Who carted away the pieces
wrapped in linen, same flesh
as my dress? How callous
and precise your foot,
my love. In another version
you are unassuming and clumsy,
your lips crashing to mine like
that first one, Octobers ago
in the cold electric
changing of the seasons.
Even today,
do I
even know you?
Eve Returns
How then do we come back to each other:
changed unchanged
a lifetime or nothing between us?
Is your hand only your hand
or everything else you’ve touched?
How then can I love you,
or because we have unravelled
can I now love you?
What purpose did it all serve—-
the fruit, the snake
that longing for perfection?
What do any of us know of
some other plan, the things
we’re destined for, a g-d above
playing the strings.
Call the heart seed
or beast, blood vessels and
veins, roots or ropes
we come to each other with our bruised and our blame,
our hopes.
The Leaves Are
What do the trees know of loss—-
each leaf, one small grief
to press between the pages of
~
Romantic
in the park in the city —-
elsewhere, there’s the rake:
trash bags at the end,
gone—-
taken away at dawn
~
hold my hand,
I want to pretend that
~
Your father leaves your mother
Your mother leaves your lover
~
You love the smell of pine,
the idea that
something stays
through the year
~
Your older cousin passes.
On the phone, his wife says
He’s still here
You think of him laughing
at Sardi’s. Of course.
~
You tell yourself you are creating order
You do the dishes and go for a run,
the red leaf before
she learns to be afraid of
So Neatly Packaged
I meet my boyfriend in Times Square for lunch after finding out the diagnosis,
everything goes on: the lunchtime rush, the high heels and sunglasses, the need
for coffee and a break, a walk, to press into someone you love on a busy street
to let them know the news. Our lattes and our lives, the billboards buzzing
with all their wanting as we sit on Broadway, our sandwiches so neatly packaged,
made fresh as promised by the sign, how everything renews, the sun shining,
the skyscrapers reaching up, heaven meeting earth here, the center of the universe,
how we all find ourselves here, year after year, watching the ball drop
as we resolve to be better partners, to lose weight, to do something different
this year, and now it’s July, how close and distant those promises seem,
the countdown until something, everything, anything happens. It’s Monday.

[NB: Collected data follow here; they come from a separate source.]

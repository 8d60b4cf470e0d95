//! Creator score formulas.
//!
//! Both scores are pure functions of their inputs: no store access, no
//! hidden state, deterministic for identical arguments.

use crate::models::CreatorStatistics;
use chrono::{DateTime, Utc};

const SECONDS_PER_MONTH: f64 = 30.0 * 24.0 * 3600.0;

/// Tunable weights applied to the engagement signals.
#[derive(Debug, Clone)]
pub struct ScoreWeights {
    pub recipe_count: f64,
    pub avg_rating: f64,
    pub followers: f64,
    pub likes: f64,
    pub comments: f64,
    pub saves: f64,
    pub activity_bonus: f64,
}

impl Default for ScoreWeights {
    fn default() -> Self {
        Self {
            recipe_count: 1.0,
            avg_rating: 10.0,
            followers: 0.5,
            likes: 0.2,
            comments: 0.3,
            saves: 0.4,
            activity_bonus: 0.1,
        }
    }
}

/// Stateless scorer holding the weight table and decay factor.
#[derive(Debug, Clone)]
pub struct CreatorScorer {
    weights: ScoreWeights,
    /// Per-month multiplicative inactivity penalty, in (0, 1].
    decay_factor: f64,
}

impl Default for CreatorScorer {
    fn default() -> Self {
        Self::new(ScoreWeights::default(), 0.8)
    }
}

impl CreatorScorer {
    pub fn new(weights: ScoreWeights, decay_factor: f64) -> Self {
        Self {
            weights,
            decay_factor,
        }
    }

    /// Weighted engagement score with continuous inactivity decay.
    ///
    /// `score = (base + activity_bonus) * decay_factor^months_inactive`
    /// where `months_inactive` is fractional, not floored. Non-negative for
    /// non-negative inputs and monotonically non-increasing in inactivity.
    pub fn creator_score(
        &self,
        stats: &CreatorStatistics,
        last_active_at: DateTime<Utc>,
        now: DateTime<Utc>,
    ) -> f64 {
        let w = &self.weights;
        let base = w.recipe_count * stats.recipe_count as f64
            + w.avg_rating * stats.avg_rating
            + w.followers * stats.follower_count as f64
            + w.likes * stats.total_likes as f64
            + w.comments * stats.total_comments as f64
            + w.saves * stats.total_saves as f64;
        let activity_bonus = w.activity_bonus * stats.days_active as f64;

        let inactive_secs = (now - last_active_at).num_seconds().max(0) as f64;
        let months_inactive = inactive_secs / SECONDS_PER_MONTH;

        (base + activity_bonus) * self.decay_factor.powf(months_inactive)
    }

    /// Growth-weighted rising score against the previous-period baseline.
    ///
    /// Returns 0 when there is no baseline: a creator cannot rise without
    /// history. Growth per metric is floored at 0 (declines never go
    /// negative) and the denominator is floored at 1.
    pub fn rising_score(
        &self,
        current: &CreatorStatistics,
        previous: Option<&CreatorStatistics>,
    ) -> f64 {
        let previous = match previous {
            Some(p) => p,
            None => return 0.0,
        };

        let w = &self.weights;
        w.followers * relative_growth(current.follower_count, previous.follower_count)
            + w.likes * relative_growth(current.total_likes, previous.total_likes)
            + w.recipe_count * relative_growth(current.recipe_count, previous.recipe_count)
    }
}

fn relative_growth(current: i64, previous: i64) -> f64 {
    ((current - previous) as f64 / previous.max(1) as f64).max(0.0)
}
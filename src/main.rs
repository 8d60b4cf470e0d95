use anyhow::Context;
use leaderboard_service::store::{PgCreatorStore, PgSnapshotStore};
use leaderboard_service::cache::ViewCache;
use leaderboard_service::{
    Config, CreatorScorer, LeaderboardCache, ScoringJob, ScoringJobConfig,
};
use sqlx::postgres::PgPoolOptions;
use std::sync::Arc;
use std::time::Duration;
use tokio::time::sleep;
use tracing::{error, info, warn};
use tracing_subscriber::{fmt, prelude::*, EnvFilter};

#[tokio::main]
async fn main() -> anyhow::Result<()> {
    tracing_subscriber::registry()
        .with(fmt::layer())
        .with(EnvFilter::from_default_env())
        .init();

    let config = Config::from_env();

    info!(
        run_once = config.job.run_once,
        activity_window_days = config.scoring.activity_window_days,
        rising_window_days = config.scoring.rising_window_days,
        "Starting leaderboard-service scoring runner"
    );

    let pool = PgPoolOptions::new()
        .max_connections(config.database.max_connections)
        .min_connections(1)
        .acquire_timeout(Duration::from_secs(5))
        .connect(&config.database.url)
        .await
        .context("Failed to connect to Postgres")?;

    // Cache is advisory: a missing or unreachable Redis degrades query
    // latency, never correctness, so startup proceeds without it.
    let cache: Option<Arc<dyn ViewCache>> = match &config.redis.url {
        Some(url) => match LeaderboardCache::new(url, config.cache.ttl_secs).await {
            Ok(cache) => match cache.ping().await {
                Ok(()) => {
                    info!("Connected to Redis leaderboard cache");
                    Some(Arc::new(cache))
                }
                Err(e) => {
                    warn!(error = %e, "Redis unreachable, running without leaderboard cache");
                    None
                }
            },
            Err(e) => {
                warn!(error = %e, "Failed to initialize Redis, running without leaderboard cache");
                None
            }
        },
        None => {
            info!("REDIS_URL not set, running without leaderboard cache");
            None
        }
    };

    let creator_store = Arc::new(PgCreatorStore::new(pool.clone()));
    let snapshot_store = Arc::new(PgSnapshotStore::new(pool));
    let scorer = CreatorScorer::new(config.scoring.weights.clone(), config.scoring.decay_factor);
    let job = ScoringJob::new(
        creator_store,
        snapshot_store,
        scorer,
        cache,
        ScoringJobConfig::from(&config),
    );

    if config.job.run_once {
        let summary = job
            .run_scoring_cycle()
            .await
            .context("Scoring cycle failed")?;
        info!(
            creators_processed = summary.creators_processed,
            snapshots_pruned = summary.snapshots_pruned,
            duration_ms = summary.duration_ms,
            "Scoring run complete, exiting"
        );
        return Ok(());
    }

    loop {
        match job.run_scoring_cycle().await {
            Ok(summary) => info!(
                creators_processed = summary.creators_processed,
                snapshots_pruned = summary.snapshots_pruned,
                duration_ms = summary.duration_ms,
                "Scoring run complete"
            ),
            // Failed runs wait for the next tick; there is no inner retry.
            Err(e) => error!(error = %e, "Scoring run failed, retrying on next tick"),
        }
        sleep(Duration::from_secs(config.job.interval_secs)).await;
    }
}
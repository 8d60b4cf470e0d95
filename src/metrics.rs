//! Prometheus metrics for the scoring job and the cached read path.

use once_cell::sync::Lazy;
use prometheus::{
    register_histogram_vec, register_int_counter, register_int_counter_vec, register_int_gauge,
    HistogramVec, IntCounter, IntCounterVec, IntGauge,
};
use std::time::Duration;

static SCORING_RUNS_TOTAL: Lazy<IntCounterVec> = Lazy::new(|| {
    register_int_counter_vec!(
        "leaderboard_scoring_runs_total",
        "Total scoring cycles by outcome (success/error/timeout/rejected)",
        &["status"]
    )
    .expect("Failed to register scoring runs metric")
});

static STAGE_DURATION_SECONDS: Lazy<HistogramVec> = Lazy::new(|| {
    register_histogram_vec!(
        "leaderboard_scoring_stage_duration_seconds",
        "Duration of scoring job stages",
        &["stage"],
        vec![0.001, 0.01, 0.1, 0.5, 1.0, 5.0, 10.0, 30.0, 60.0]
    )
    .expect("Failed to register stage duration metric")
});

static CREATORS_SCORED: Lazy<IntGauge> = Lazy::new(|| {
    register_int_gauge!(
        "leaderboard_creators_scored",
        "Number of creators scored in the last completed run"
    )
    .expect("Failed to register creators scored metric")
});

static SNAPSHOTS_PRUNED_TOTAL: Lazy<IntCounter> = Lazy::new(|| {
    register_int_counter!(
        "leaderboard_snapshots_pruned_total",
        "Total statistics snapshots removed by retention pruning"
    )
    .expect("Failed to register snapshots pruned metric")
});

static CACHE_FALLBACKS_TOTAL: Lazy<IntCounterVec> = Lazy::new(|| {
    register_int_counter_vec!(
        "leaderboard_cache_fallbacks_total",
        "Leaderboard queries answered from the store after a cache miss or failure",
        &["view"]
    )
    .expect("Failed to register cache fallbacks metric")
});

/// Record the outcome of one scoring cycle.
pub fn record_run(status: &str) {
    SCORING_RUNS_TOTAL.with_label_values(&[status]).inc();
}

/// Record how long one job stage took.
pub fn record_stage_duration(stage: &str, duration: Duration) {
    STAGE_DURATION_SECONDS
        .with_label_values(&[stage])
        .observe(duration.as_secs_f64());
}

pub fn set_creators_scored(count: usize) {
    CREATORS_SCORED.set(count as i64);
}

pub fn add_snapshots_pruned(count: u64) {
    SNAPSHOTS_PRUNED_TOTAL.inc_by(count);
}

/// Record a query served from the store instead of the cache.
pub fn record_cache_fallback(view: &str) {
    CACHE_FALLBACKS_TOTAL.with_label_values(&[view]).inc();
}
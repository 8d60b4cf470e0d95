//! In-memory store implementations.
//!
//! Used by the integration suites and for cache-less local runs. Behavior
//! mirrors the Postgres implementations, including the earliest-in-range
//! snapshot baseline and the ordering tie-breaks.

use crate::error::{LeaderboardError, Result};
use crate::models::{
    CreatorRecord, CreatorRow, CreatorStatistics, RecipeRow, StatisticsSnapshot,
};
use crate::store::{CreatorStore, SnapshotStore};
use async_trait::async_trait;
use chrono::{DateTime, Utc};
use std::cmp::Ordering;
use std::collections::HashMap;
use std::sync::atomic::{AtomicBool, AtomicU64, Ordering as AtomicOrdering};
use std::time::Duration;
use tokio::sync::RwLock;
use uuid::Uuid;

fn by_score_desc_then_id(score_a: f64, score_b: f64, id_a: Uuid, id_b: Uuid) -> Ordering {
    score_b
        .partial_cmp(&score_a)
        .unwrap_or(Ordering::Equal)
        .then(id_a.cmp(&id_b))
}

fn paginate(records: Vec<CreatorRecord>, limit: i64, offset: i64) -> Vec<CreatorRecord> {
    records
        .into_iter()
        .skip(offset.max(0) as usize)
        .take(limit.max(0) as usize)
        .collect()
}

#[derive(Default)]
pub struct MemoryCreatorStore {
    creators: RwLock<HashMap<Uuid, CreatorRecord>>,
    recipes: RwLock<Vec<RecipeRow>>,
    follower_counts: RwLock<HashMap<Uuid, i64>>,
    fail_writes: AtomicBool,
    read_delay_ms: AtomicU64,
}

impl MemoryCreatorStore {
    pub fn new() -> Self {
        Self::default()
    }

    /// Seed a creator identity with zero scores, as if never scored.
    pub async fn add_creator(&self, creator_id: Uuid, username: &str) {
        self.creators.write().await.insert(
            creator_id,
            CreatorRecord {
                creator_id,
                username: username.to_string(),
                display_name: None,
                creator_score: 0.0,
                rising_score: 0.0,
                stats: CreatorStatistics::default(),
                updated_at: Utc::now(),
            },
        );
    }

    pub async fn add_recipe(&self, recipe: RecipeRow) {
        self.recipes.write().await.push(recipe);
    }

    pub async fn set_follower_count(&self, creator_id: Uuid, count: i64) {
        self.follower_counts.write().await.insert(creator_id, count);
    }

    pub async fn get_creator(&self, creator_id: Uuid) -> Option<CreatorRecord> {
        self.creators.read().await.get(&creator_id).cloned()
    }

    /// Make every subsequent write fail, for persistence-failure scenarios.
    pub fn set_fail_writes(&self, fail: bool) {
        self.fail_writes.store(fail, AtomicOrdering::SeqCst);
    }

    /// Slow down roster reads, for overlapping-run scenarios.
    pub fn set_read_delay(&self, delay: Duration) {
        self.read_delay_ms
            .store(delay.as_millis() as u64, AtomicOrdering::SeqCst);
    }
}

#[async_trait]
impl CreatorStore for MemoryCreatorStore {
    async fn fetch_creator_roster(&self) -> Result<Vec<CreatorRow>> {
        let delay_ms = self.read_delay_ms.load(AtomicOrdering::SeqCst);
        if delay_ms > 0 {
            tokio::time::sleep(Duration::from_millis(delay_ms)).await;
        }

        let creators = self.creators.read().await;
        let recipes = self.recipes.read().await;

        let mut last_active: HashMap<Uuid, DateTime<Utc>> = HashMap::new();
        for recipe in recipes.iter() {
            last_active
                .entry(recipe.creator_id)
                .and_modify(|t| *t = (*t).max(recipe.created_at))
                .or_insert(recipe.created_at);
        }

        // Roster membership requires at least one recipe ever.
        let mut roster: Vec<CreatorRow> = creators
            .values()
            .filter_map(|record| {
                last_active.get(&record.creator_id).map(|&last_active_at| CreatorRow {
                    creator_id: record.creator_id,
                    username: record.username.clone(),
                    display_name: record.display_name.clone(),
                    last_active_at,
                })
            })
            .collect();
        roster.sort_by_key(|row| row.creator_id);
        Ok(roster)
    }

    async fn fetch_recipes_since(&self, window_start: DateTime<Utc>) -> Result<Vec<RecipeRow>> {
        Ok(self
            .recipes
            .read()
            .await
            .iter()
            .filter(|r| r.created_at >= window_start)
            .cloned()
            .collect())
    }

    async fn fetch_follower_counts(&self) -> Result<HashMap<Uuid, i64>> {
        Ok(self.follower_counts.read().await.clone())
    }

    async fn upsert_scores(&self, records: &[CreatorRecord]) -> Result<()> {
        if self.fail_writes.load(AtomicOrdering::SeqCst) {
            return Err(LeaderboardError::Database(
                "simulated write failure".to_string(),
            ));
        }

        let mut creators = self.creators.write().await;
        for record in records {
            creators.insert(record.creator_id, record.clone());
        }
        Ok(())
    }

    async fn top_by_score(
        &self,
        limit: i64,
        offset: i64,
        updated_after: Option<DateTime<Utc>>,
    ) -> Result<Vec<CreatorRecord>> {
        let creators = self.creators.read().await;
        let mut records: Vec<CreatorRecord> = creators
            .values()
            .filter(|r| r.creator_score > 0.0)
            .filter(|r| updated_after.map_or(true, |after| r.updated_at >= after))
            .cloned()
            .collect();
        records.sort_by(|a, b| {
            by_score_desc_then_id(a.creator_score, b.creator_score, a.creator_id, b.creator_id)
        });
        Ok(paginate(records, limit, offset))
    }

    async fn top_by_rising_score(&self, limit: i64, offset: i64) -> Result<Vec<CreatorRecord>> {
        let creators = self.creators.read().await;
        let mut records: Vec<CreatorRecord> = creators
            .values()
            .filter(|r| r.rising_score > 0.0)
            .cloned()
            .collect();
        records.sort_by(|a, b| {
            by_score_desc_then_id(a.rising_score, b.rising_score, a.creator_id, b.creator_id)
        });
        Ok(paginate(records, limit, offset))
    }
}

#[derive(Default)]
pub struct MemorySnapshotStore {
    snapshots: RwLock<Vec<StatisticsSnapshot>>,
}

impl MemorySnapshotStore {
    pub fn new() -> Self {
        Self::default()
    }

    pub async fn all(&self) -> Vec<StatisticsSnapshot> {
        self.snapshots.read().await.clone()
    }
}

#[async_trait]
impl SnapshotStore for MemorySnapshotStore {
    async fn append_snapshots(&self, snapshots: &[StatisticsSnapshot]) -> Result<()> {
        self.snapshots.write().await.extend_from_slice(snapshots);
        Ok(())
    }

    async fn find_previous(
        &self,
        creator_id: Uuid,
        since: DateTime<Utc>,
        before: DateTime<Utc>,
    ) -> Result<Option<StatisticsSnapshot>> {
        let snapshots = self.snapshots.read().await;
        let mut best: Option<&StatisticsSnapshot> = None;
        for snapshot in snapshots.iter() {
            if snapshot.creator_id != creator_id
                || snapshot.created_at < since
                || snapshot.created_at >= before
            {
                continue;
            }
            // Strict comparison keeps insertion order on equal timestamps.
            if best.map_or(true, |b| snapshot.created_at < b.created_at) {
                best = Some(snapshot);
            }
        }
        Ok(best.cloned())
    }

    async fn prune_older_than(&self, cutoff: DateTime<Utc>) -> Result<u64> {
        let mut snapshots = self.snapshots.write().await;
        let before = snapshots.len();
        snapshots.retain(|s| s.created_at >= cutoff);
        Ok((before - snapshots.len()) as u64)
    }
}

We kiss sans confetti, sans pomp or circumstance.
At the Fire Circle
Which one of us is not skeptical, not trusting.
We come with our sticks and our burning,
our prayers and the space we make for others
to pray.
We kneel in the stone and blow into twig and branch
feeding the fire with what we no longer want.
Which one of us does not want to feel lighter,
brighter.
We repeat the chant, our voices and our sticks consumed,
I watch Faith place her hands
on her belly as if there was or will not be a baby.
Which one of us does not hurt?
A girl pulls her cut hair from a bag.
Someone holds her afterwards
and after they embrace, a laugh rises from the rose
of her mouth. Which one of us does not want to let go,
to be an ember rising towards the darkening sky.